GOAL OF THE EXERCISE:
Set down exactly the lines below, starting at the one that contains "let fill = &fill;" and ending at the one that contains "fn from_real(value: f64) -> Option<Self>;", with both of those lines included and nothing else.

....

//! Column-partitioned matrix multiplication.
//!
//! The output columns are split into contiguous chunks. All but the last chunk
//! are handed to tasks of an in-place rayon scope; the calling thread computes
//! the last chunk itself (even when it is not a pool thread) and the scope joins
//! every task before the product is returned.

use std::ops::{Mul, Range};

use log::{debug, trace};

use super::DenseMatrix;
use crate::error::{LinalgError, Result};
use crate::utils::Scalar;

/// Fewest output columns worth handing to a separate worker.
pub const DEFAULT_MIN_COLS_PER_WORKER: usize = 50;

/// Partitioning policy for [`DenseMatrix::matmul_with`].
#[derive(Debug, Clone, PartialEq, Eq)]
pub struct MulConfig {
    min_cols_per_worker: usize,
    max_workers: Option<usize>,
}

impl Default for MulConfig {
    fn default() -> Self {
        MulConfig {
            min_cols_per_worker: DEFAULT_MIN_COLS_PER_WORKER,
            max_workers: None,
        }
    }
}

impl MulConfig {
    pub fn new() -> Self {
        Self::default()
    }

    /// Sets the minimum number of output columns per worker (at least one).
    pub fn min_cols_per_worker(mut self, cols: usize) -> Self {
        self.min_cols_per_worker = cols.max(1);
        self
    }

    /// Caps the number of workers (at least one). Without a cap the limit is
    /// `max(2, rayon::current_num_threads())`.
    pub fn max_workers(mut self, workers: usize) -> Self {
        self.max_workers = Some(workers.max(1));
        self
    }

    pub fn available_workers(&self) -> usize {
        self.max_workers
            .unwrap_or_else(|| rayon::current_num_threads().max(2))
    }

    /// Number of workers used for a product with `out_cols` columns:
    /// `min(available, ceil(out_cols / min_cols_per_worker))`, never below one.
    pub fn worker_count(&self, out_cols: usize) -> usize {
        let wanted = out_cols.div_ceil(self.min_cols_per_worker);
        self.available_workers().min(wanted).max(1)
    }
}

impl<T: Scalar> DenseMatrix<T> {
    /// Matrix product `self * other` under the default [`MulConfig`].
    ///
    /// # Errors
    /// `DimensionMismatch` if `self.cols() != other.rows()`.
    pub fn matmul(&self, other: &Self) -> Result<Self> {
        self.matmul_with(other, &MulConfig::default())
    }

    /// Matrix product `self * other` partitioned according to `config`.
    ///
    /// The result does not depend on the partitioning: every cell is the same
    /// left-to-right inner product no matter which worker computes it.
    pub fn matmul_with(&self, other: &Self, config: &MulConfig) -> Result<Self> {
        if self.cols != other.rows {
            return Err(LinalgError::DimensionMismatch {
                op: "matmul",
                left: self.shape(),
                right: other.shape(),
            });
        }

        let rows = self.rows;
        let cols = other.cols;
        let workers = config.worker_count(cols);
        let chunk = cols / workers;
        debug!(
            "Multiplying {}x{} by {}x{} with {} workers, {} columns per chunk",
            self.rows, self.cols, other.rows, other.cols, workers, chunk
        );

        // Filled column by column: output column `k` occupies
        // `columns[k * rows..(k + 1) * rows]`, so every chunk is one contiguous slab.
        let mut columns = vec![T::zero(); rows * cols];
        partition_columns(&mut columns, rows, workers, |range, slab| {
            self.fill_columns(other, range, slab)
        });

        Ok(DenseMatrix::from_parts(cols, rows, columns).transpose())
    }

    /// Writes output columns `range` into `out`, one contiguous column at a time.
    fn fill_columns(&self, other: &Self, range: Range<usize>, out: &mut [T]) {
        for (k, column) in range.zip(out.chunks_exact_mut(self.rows)) {
            for (i, cell) in column.iter_mut().enumerate() {
                let lhs = &self.data[i * self.cols..(i + 1) * self.cols];
                *cell = lhs
                    .iter()
                    .enumerate()
                    .fold(T::zero(), |acc, (j, &a)| acc + a * other.data[j * other.cols + k]);
            }
        }
    }
}

/// Splits the column-major buffer `columns` (columns of height `rows`) into
/// `workers` contiguous chunks and runs `fill` on each. The first
/// `workers - 1` chunks go to spawned tasks; the last one, which absorbs the
/// remainder, runs on the calling thread.
fn partition_columns<T, F>(columns: &mut [T], rows: usize, workers: usize, fill: F)
where
    T: Send,
    F: Fn(Range<usize>, &mut [T]) + Sync,
{
    let cols = columns.len() / rows;
    let chunk = cols / workers;
    let tail_start = (workers - 1) * chunk;
    let (head, tail) = columns.split_at_mut(tail_start * rows);
    let fill = &fill;

    rayon::in_place_scope(move |scope| {
        for (w, slab) in head.chunks_exact_mut(chunk * rows).enumerate() {
            let range = w * chunk..(w + 1) * chunk;
            trace!("Dispatching columns {:?}", range);
            scope.spawn(move |_| fill(range, slab));
        }
        fill(tail_start..cols, tail);
    });
}

impl<T: Scalar> Mul for &DenseMatrix<T> {
    type Output = Result<DenseMatrix<T>>;

    fn mul(self, rhs: Self) -> Self::Output {
        self.matmul(rhs)
    }
}
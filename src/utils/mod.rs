use std::fmt::Debug;
use std::ops::{Div, Sub};

use num_traits::{NumCast, One, ToPrimitive, Zero};

/// Coarse classification of a scalar type, used to decide which metric
/// operations (norm, unit vector, angle) make sense for it.
#[derive(Debug, Clone, Copy, PartialEq, Eq, Hash)]
pub enum ScalarClass {
    /// Floating point; every operation is available.
    Real,
    /// Integers; norms are fine, normalization would truncate.
    Integral,
    /// Residue classes and other non-ordered rings; no metric at all.
    Modular,
}

/// Arithmetic capability required from matrix and vector entries.
///
/// The elimination family (`gauss_jordan`, `determinant`, `invert`) divides
/// by pivots and therefore only gives meaningful results when `Self` is a
/// field. Integer scalars are accepted structurally; their divisions truncate.
pub trait Scalar:
    Copy + PartialEq + Debug + Zero + One + Sub<Output = Self> + Div<Output = Self> + Send + Sync
{
    const CLASS: ScalarClass;

    /// Lossy conversion used by `norm` and `angle`. `None` when the value has
    /// no meaningful real counterpart.
    fn to_real(self) -> Option<f64>;

    /// Inverse of [`Scalar::to_real`], used by `unit`.
    fn from_real(value: f64) -> Option<Self>;

    /// Additive inverse expressed through subtraction, so unsigned-like and
    /// modular types need no `Neg` impl.
    fn negate(self) -> Self {
        Self::zero() - self
    }
}

macro_rules! impl_scalar {
    ($class:expr; $($t:ty),*) => {
        $(
            impl Scalar for $t {
                const CLASS: ScalarClass = $class;

                fn to_real(self) -> Option<f64> {
                    ToPrimitive::to_f64(&self)
                }

                fn from_real(value: f64) -> Option<Self> {
                    <$t as NumCast>::from(value)
                }
            }
        )*
    };
}

impl_scalar!(ScalarClass::Real; f32, f64);
impl_scalar!(ScalarClass::Integral; i8, i16, i32, i64, i128, isize);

....

ANSWER TO THIS EXERCISE:
    let fill = &fill;

    rayon::in_place_scope(move |scope| {
        for (w, slab) in head.chunks_exact_mut(chunk * rows).enumerate() {
            let range = w * chunk..(w + 1) * chunk;
            trace!("Dispatching columns {:?}", range);
            scope.spawn(move |_| fill(range, slab));
        }
        fill(tail_start..cols, tail);
    });
}

impl<T: Scalar> Mul for &DenseMatrix<T> {
    type Output = Result<DenseMatrix<T>>;

    fn mul(self, rhs: Self) -> Self::Output {
        self.matmul(rhs)
    }
}
filename src/utils/mod.rs
use std::fmt::Debug;
use std::ops::{Div, Sub};

use num_traits::{NumCast, One, ToPrimitive, Zero};

/// Coarse classification of a scalar type, used to decide which metric
/// operations (norm, unit vector, angle) make sense for it.
#[derive(Debug, Clone, Copy, PartialEq, Eq, Hash)]
pub enum ScalarClass {
    /// Floating point; every operation is available.
    Real,
    /// Integers; norms are fine, normalization would truncate.
    Integral,
    /// Residue classes and other non-ordered rings; no metric at all.
    Modular,
}

/// Arithmetic capability required from matrix and vector entries.
///
/// The elimination family (`gauss_jordan`, `determinant`, `invert`) divides
/// by pivots and therefore only gives meaningful results when `Self` is a
/// field. Integer scalars are accepted structurally; their divisions truncate.
pub trait Scalar:
    Copy + PartialEq + Debug + Zero + One + Sub<Output = Self> + Div<Output = Self> + Send + Sync
{
    const CLASS: ScalarClass;

    /// Lossy conversion used by `norm` and `angle`. `None` when the value has
    /// no meaningful real counterpart.
    fn to_real(self) -> Option<f64>;

    /// Inverse of [`Scalar::to_real`], used by `unit`.
    fn from_real(value: f64) -> Option<Self>;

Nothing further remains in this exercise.